Segment Open

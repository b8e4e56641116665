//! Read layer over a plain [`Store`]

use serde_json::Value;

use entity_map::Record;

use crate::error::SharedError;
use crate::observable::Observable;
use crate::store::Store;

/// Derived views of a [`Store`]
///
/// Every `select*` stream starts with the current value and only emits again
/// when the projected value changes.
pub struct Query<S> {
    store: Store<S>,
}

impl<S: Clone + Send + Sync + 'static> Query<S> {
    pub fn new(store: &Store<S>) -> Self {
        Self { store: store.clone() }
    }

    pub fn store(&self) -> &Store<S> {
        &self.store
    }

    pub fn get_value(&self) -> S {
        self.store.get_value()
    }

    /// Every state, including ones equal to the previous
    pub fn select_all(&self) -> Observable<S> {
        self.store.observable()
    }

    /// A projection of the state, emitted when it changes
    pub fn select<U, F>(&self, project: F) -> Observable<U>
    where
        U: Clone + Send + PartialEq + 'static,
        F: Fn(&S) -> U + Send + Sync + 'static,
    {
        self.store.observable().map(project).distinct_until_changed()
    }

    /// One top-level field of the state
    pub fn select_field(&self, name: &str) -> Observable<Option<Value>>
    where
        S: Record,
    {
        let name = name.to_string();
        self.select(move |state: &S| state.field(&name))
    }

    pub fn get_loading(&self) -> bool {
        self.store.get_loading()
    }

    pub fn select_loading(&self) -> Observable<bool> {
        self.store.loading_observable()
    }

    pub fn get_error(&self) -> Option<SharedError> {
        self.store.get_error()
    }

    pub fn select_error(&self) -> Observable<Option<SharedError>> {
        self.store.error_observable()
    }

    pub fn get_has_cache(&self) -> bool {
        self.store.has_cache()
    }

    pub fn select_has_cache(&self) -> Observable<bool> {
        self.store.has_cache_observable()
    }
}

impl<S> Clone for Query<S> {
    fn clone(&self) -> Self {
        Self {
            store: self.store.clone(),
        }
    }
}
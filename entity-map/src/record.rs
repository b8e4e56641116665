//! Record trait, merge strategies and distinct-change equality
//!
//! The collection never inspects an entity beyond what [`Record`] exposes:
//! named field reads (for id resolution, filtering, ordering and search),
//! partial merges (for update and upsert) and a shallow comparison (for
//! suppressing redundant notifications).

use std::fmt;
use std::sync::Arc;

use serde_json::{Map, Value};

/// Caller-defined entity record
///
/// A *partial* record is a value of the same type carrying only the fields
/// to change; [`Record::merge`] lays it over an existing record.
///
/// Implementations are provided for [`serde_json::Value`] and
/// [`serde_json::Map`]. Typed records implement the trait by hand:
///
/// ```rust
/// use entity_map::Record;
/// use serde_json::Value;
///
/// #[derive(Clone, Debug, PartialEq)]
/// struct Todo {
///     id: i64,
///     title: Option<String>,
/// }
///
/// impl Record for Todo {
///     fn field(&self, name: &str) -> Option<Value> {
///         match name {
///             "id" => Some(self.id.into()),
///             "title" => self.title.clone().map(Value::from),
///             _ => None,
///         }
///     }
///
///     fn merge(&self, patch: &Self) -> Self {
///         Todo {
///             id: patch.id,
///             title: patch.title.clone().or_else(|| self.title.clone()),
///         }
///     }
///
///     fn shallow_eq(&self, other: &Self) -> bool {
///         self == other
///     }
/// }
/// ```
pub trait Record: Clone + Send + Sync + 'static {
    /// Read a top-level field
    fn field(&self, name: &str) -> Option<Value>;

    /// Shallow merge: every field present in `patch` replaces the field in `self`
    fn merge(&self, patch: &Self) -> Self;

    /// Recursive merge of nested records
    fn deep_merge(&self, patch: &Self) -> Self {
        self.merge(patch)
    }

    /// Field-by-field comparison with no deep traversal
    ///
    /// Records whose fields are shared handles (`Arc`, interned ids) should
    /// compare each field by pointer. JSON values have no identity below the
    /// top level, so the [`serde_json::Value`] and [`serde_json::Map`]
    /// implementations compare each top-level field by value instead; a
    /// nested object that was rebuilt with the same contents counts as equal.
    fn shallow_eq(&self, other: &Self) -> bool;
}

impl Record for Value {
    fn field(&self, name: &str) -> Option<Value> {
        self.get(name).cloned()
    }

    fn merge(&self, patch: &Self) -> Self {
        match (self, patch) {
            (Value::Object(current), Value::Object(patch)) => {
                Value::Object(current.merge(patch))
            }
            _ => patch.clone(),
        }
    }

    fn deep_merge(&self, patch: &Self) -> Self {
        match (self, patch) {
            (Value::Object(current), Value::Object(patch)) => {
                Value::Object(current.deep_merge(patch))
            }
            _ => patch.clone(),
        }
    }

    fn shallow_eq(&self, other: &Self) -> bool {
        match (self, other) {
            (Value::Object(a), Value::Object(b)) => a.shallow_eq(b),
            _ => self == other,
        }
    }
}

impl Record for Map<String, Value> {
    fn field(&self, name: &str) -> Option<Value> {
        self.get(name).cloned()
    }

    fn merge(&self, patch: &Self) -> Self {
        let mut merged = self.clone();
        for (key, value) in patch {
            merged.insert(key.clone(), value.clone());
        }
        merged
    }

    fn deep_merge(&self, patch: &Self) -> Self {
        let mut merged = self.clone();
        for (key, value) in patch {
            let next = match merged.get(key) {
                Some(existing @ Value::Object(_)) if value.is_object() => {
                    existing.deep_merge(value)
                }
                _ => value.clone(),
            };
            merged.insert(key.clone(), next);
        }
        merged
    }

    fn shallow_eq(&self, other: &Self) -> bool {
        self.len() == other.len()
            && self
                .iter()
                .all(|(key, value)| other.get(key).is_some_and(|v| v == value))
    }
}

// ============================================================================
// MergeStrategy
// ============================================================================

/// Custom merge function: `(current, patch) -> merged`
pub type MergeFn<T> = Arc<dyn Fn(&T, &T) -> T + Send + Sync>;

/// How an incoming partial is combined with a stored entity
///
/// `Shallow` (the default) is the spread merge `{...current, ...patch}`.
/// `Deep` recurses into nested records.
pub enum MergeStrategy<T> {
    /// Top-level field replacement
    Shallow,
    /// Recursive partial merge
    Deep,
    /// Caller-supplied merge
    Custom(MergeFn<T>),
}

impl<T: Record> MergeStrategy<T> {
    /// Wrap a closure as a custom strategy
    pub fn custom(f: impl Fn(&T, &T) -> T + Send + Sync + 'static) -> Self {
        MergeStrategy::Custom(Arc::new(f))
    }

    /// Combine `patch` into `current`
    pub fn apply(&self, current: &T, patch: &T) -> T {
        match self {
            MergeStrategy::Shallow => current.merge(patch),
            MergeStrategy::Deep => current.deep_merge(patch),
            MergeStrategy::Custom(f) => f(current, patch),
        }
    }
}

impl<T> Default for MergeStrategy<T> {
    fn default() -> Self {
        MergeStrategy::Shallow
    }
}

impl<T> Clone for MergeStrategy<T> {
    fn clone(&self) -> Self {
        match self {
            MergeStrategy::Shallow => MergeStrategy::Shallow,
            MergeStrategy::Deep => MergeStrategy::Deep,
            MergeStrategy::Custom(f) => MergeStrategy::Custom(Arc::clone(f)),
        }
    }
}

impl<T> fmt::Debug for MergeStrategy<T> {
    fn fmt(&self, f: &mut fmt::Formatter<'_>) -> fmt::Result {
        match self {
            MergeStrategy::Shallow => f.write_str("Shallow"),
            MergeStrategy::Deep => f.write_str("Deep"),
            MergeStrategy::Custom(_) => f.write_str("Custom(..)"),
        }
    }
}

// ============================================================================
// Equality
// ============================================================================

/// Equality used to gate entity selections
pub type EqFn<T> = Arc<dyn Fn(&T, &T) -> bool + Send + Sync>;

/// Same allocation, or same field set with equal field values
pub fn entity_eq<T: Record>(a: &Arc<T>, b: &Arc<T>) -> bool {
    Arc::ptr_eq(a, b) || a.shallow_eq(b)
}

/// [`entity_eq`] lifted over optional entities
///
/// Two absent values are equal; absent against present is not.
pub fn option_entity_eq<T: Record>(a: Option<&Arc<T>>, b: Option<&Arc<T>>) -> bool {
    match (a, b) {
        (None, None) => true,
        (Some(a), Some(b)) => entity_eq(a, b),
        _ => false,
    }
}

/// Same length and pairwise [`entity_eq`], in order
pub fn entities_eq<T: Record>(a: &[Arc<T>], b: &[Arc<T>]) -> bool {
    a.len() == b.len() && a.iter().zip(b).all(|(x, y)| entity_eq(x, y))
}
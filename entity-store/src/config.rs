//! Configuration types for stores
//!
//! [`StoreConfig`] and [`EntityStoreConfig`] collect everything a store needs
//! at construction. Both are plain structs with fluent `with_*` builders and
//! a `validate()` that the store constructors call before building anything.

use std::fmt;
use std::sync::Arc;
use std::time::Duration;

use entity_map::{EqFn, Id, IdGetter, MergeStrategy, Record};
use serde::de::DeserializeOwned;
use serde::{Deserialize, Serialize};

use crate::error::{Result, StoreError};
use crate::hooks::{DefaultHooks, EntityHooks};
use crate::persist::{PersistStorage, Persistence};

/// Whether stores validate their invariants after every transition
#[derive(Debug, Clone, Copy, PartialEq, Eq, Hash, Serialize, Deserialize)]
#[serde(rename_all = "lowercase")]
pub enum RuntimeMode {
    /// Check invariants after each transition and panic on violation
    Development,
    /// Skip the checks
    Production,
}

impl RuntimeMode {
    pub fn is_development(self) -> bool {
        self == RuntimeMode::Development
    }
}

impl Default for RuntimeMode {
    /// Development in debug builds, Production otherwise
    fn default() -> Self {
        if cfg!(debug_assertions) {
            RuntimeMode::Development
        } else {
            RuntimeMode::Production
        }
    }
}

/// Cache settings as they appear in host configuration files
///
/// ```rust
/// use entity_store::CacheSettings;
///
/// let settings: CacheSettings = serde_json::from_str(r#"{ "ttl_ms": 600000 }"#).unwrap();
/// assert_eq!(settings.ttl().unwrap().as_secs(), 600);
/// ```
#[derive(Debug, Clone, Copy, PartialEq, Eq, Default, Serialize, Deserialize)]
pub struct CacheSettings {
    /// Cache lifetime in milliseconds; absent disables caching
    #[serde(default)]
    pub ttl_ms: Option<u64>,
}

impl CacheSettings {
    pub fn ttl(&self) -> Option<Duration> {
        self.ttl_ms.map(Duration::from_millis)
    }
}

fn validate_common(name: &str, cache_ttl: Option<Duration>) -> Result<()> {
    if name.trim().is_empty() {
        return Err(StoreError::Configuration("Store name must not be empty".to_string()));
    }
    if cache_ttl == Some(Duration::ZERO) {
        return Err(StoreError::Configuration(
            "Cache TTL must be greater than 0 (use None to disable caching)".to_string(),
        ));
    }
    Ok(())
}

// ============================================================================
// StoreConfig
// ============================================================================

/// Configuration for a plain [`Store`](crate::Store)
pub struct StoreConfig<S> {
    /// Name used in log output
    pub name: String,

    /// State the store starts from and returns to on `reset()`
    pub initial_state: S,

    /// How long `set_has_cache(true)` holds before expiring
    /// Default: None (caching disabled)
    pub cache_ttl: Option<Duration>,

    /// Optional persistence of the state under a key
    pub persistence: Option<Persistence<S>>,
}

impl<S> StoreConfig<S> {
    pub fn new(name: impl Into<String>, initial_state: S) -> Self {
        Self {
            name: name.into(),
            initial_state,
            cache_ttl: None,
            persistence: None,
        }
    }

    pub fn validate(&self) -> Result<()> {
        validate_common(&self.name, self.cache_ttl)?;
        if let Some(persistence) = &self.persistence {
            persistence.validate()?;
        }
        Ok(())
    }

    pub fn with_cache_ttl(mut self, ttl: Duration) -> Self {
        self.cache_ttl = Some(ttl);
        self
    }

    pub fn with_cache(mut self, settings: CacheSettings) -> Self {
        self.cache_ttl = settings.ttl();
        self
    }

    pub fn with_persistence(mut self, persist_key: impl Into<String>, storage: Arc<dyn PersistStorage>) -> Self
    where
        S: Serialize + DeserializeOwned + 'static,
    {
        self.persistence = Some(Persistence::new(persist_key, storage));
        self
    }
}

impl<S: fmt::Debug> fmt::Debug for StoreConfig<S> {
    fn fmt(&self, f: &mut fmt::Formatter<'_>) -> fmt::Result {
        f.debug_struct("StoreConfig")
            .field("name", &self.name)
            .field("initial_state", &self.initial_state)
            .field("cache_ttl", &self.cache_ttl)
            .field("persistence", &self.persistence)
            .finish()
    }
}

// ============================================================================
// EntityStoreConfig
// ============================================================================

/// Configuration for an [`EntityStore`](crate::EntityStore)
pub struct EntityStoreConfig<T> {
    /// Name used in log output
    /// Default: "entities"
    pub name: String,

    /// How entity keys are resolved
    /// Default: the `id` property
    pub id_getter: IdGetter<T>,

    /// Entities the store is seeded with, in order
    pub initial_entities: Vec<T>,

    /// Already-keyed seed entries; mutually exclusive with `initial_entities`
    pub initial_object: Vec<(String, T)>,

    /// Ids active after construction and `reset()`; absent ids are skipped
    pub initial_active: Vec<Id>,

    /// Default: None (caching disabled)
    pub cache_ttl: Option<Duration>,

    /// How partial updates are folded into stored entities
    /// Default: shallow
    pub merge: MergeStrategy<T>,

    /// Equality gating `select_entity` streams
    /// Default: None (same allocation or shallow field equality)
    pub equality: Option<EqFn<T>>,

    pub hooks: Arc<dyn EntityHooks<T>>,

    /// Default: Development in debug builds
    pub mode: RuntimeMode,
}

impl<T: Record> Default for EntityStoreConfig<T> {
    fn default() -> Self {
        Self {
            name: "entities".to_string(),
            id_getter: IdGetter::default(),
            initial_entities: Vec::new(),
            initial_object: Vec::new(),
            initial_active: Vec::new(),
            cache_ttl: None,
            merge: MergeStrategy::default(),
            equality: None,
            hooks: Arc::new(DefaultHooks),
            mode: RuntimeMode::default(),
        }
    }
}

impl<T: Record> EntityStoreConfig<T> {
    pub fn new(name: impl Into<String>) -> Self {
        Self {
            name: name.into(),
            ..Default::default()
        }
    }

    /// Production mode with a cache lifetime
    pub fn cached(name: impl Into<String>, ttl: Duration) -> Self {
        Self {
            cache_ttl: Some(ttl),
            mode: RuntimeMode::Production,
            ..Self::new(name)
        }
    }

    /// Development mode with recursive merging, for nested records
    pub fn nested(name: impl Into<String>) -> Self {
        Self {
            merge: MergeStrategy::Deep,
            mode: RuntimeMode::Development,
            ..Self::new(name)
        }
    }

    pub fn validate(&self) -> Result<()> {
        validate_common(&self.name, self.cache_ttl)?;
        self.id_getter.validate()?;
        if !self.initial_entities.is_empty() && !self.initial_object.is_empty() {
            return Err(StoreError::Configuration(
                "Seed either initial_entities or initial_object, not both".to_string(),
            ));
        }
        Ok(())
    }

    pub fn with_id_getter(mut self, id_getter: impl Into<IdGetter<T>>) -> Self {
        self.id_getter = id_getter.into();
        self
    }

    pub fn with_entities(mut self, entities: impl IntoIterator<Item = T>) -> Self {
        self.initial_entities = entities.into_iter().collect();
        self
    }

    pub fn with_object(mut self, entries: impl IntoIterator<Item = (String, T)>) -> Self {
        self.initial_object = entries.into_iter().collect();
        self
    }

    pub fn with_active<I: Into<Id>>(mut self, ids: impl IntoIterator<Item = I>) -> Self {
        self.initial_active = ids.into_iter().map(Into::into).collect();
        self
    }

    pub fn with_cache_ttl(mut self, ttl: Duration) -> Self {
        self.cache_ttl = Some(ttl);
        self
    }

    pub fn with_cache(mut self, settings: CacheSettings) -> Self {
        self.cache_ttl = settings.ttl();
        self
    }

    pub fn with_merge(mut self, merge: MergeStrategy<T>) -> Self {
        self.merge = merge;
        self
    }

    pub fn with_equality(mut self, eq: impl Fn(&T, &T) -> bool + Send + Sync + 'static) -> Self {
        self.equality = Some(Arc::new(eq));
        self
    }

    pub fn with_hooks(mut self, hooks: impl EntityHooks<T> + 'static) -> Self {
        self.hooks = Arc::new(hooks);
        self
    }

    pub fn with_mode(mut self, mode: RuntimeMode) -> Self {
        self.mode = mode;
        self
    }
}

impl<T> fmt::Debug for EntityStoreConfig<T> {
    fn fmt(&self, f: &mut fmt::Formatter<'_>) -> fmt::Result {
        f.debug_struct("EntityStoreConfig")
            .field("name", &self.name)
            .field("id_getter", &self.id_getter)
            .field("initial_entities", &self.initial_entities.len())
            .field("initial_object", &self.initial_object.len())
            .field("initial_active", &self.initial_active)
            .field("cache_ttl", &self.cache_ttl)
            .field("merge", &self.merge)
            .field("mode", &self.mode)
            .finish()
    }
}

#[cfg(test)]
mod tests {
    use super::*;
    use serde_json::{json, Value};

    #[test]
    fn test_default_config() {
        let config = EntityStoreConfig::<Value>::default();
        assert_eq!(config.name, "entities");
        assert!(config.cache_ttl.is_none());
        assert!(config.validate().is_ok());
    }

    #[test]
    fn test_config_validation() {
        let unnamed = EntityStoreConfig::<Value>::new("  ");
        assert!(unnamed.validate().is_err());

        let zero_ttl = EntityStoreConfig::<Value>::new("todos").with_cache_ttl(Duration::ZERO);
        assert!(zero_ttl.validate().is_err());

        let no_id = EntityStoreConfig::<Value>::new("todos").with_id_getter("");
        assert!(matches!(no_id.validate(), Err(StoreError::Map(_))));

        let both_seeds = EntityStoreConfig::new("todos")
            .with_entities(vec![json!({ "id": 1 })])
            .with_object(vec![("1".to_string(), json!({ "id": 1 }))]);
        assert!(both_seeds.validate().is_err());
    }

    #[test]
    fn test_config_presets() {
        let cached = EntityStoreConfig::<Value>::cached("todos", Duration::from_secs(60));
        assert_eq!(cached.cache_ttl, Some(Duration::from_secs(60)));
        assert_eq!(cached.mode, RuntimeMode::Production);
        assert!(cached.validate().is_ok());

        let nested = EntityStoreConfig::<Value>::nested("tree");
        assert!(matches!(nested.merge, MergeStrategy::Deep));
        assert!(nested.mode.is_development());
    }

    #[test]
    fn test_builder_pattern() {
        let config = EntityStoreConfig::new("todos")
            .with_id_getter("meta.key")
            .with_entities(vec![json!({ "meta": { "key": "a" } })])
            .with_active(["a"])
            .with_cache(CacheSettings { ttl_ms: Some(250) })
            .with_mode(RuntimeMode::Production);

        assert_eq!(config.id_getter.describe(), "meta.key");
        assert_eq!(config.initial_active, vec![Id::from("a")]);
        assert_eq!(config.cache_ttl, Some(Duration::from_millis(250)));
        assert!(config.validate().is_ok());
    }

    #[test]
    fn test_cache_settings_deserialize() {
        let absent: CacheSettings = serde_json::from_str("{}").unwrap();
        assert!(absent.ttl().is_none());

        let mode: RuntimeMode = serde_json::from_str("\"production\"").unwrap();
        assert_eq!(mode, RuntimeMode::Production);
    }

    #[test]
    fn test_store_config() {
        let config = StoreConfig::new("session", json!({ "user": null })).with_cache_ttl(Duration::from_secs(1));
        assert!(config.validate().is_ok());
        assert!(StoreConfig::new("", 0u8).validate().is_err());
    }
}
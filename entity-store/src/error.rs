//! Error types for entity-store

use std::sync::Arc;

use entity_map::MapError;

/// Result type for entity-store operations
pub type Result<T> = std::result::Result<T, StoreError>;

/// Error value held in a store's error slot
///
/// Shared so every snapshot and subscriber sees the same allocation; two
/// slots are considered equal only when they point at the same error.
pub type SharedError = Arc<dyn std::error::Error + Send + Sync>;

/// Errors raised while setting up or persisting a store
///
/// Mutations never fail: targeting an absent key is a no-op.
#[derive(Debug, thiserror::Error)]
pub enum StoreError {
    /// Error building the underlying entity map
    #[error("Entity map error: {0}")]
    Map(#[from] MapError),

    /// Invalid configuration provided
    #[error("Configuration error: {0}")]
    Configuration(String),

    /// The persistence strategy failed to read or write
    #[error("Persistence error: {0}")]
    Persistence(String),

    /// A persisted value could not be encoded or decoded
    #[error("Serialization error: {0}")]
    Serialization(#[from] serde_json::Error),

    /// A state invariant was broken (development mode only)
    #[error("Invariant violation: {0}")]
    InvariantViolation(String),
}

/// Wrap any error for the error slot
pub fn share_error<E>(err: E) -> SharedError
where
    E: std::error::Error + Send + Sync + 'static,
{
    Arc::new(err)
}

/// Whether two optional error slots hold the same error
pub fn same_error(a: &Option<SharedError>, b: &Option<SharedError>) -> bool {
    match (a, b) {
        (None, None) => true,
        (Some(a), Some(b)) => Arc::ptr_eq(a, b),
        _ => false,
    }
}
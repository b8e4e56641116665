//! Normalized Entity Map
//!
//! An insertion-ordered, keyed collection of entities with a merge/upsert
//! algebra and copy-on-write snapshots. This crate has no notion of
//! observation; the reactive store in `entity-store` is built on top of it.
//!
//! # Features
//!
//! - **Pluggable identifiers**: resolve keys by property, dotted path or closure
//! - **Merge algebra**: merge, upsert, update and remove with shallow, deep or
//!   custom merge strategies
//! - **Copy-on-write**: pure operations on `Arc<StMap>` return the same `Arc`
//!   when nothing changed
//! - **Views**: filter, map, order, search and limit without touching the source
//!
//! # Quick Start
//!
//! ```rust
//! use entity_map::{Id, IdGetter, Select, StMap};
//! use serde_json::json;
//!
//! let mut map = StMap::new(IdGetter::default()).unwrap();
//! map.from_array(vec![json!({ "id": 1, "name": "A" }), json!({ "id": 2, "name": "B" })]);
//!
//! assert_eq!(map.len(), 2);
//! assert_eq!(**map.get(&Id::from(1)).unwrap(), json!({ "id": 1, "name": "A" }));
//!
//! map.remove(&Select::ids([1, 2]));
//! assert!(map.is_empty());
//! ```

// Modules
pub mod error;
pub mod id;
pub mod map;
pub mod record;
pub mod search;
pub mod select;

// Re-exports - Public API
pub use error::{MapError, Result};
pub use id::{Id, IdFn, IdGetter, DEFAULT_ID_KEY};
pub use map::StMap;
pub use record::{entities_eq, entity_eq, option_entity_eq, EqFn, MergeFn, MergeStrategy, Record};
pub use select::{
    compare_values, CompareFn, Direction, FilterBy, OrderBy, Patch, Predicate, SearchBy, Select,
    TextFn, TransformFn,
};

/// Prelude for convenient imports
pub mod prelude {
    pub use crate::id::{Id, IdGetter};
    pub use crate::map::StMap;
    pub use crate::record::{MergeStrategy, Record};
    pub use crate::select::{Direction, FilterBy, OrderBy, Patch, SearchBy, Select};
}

Segment Closed

**Your goal:**
Can you write out the lines above, from the first one through the one containing "let name = name.to_string();", exactly as they appear and nothing more?

**Response box:**
repository b8e4e56641116665
//! Read layer over a plain [`Store`]

use serde_json::Value;

use entity_map::Record;

use crate::error::SharedError;
use crate::observable::Observable;
use crate::store::Store;

/// Derived views of a [`Store`]
///
/// Every `select*` stream starts with the current value and only emits again
/// when the projected value changes.
pub struct Query<S> {
    store: Store<S>,
}

impl<S: Clone + Send + Sync + 'static> Query<S> {
    pub fn new(store: &Store<S>) -> Self {
        Self { store: store.clone() }
    }

    pub fn store(&self) -> &Store<S> {
        &self.store
    }

    pub fn get_value(&self) -> S {
        self.store.get_value()
    }

    /// Every state, including ones equal to the previous
    pub fn select_all(&self) -> Observable<S> {
        self.store.observable()
    }

    /// A projection of the state, emitted when it changes
    pub fn select<U, F>(&self, project: F) -> Observable<U>
    where
        U: Clone + Send + PartialEq + 'static,
        F: Fn(&S) -> U + Send + Sync + 'static,
    {
        self.store.observable().map(project).distinct_until_changed()
    }

    /// One top-level field of the state
    pub fn select_field(&self, name: &str) -> Observable<Option<Value>>
    where
        S: Record,
    {
        let name = name.to_string();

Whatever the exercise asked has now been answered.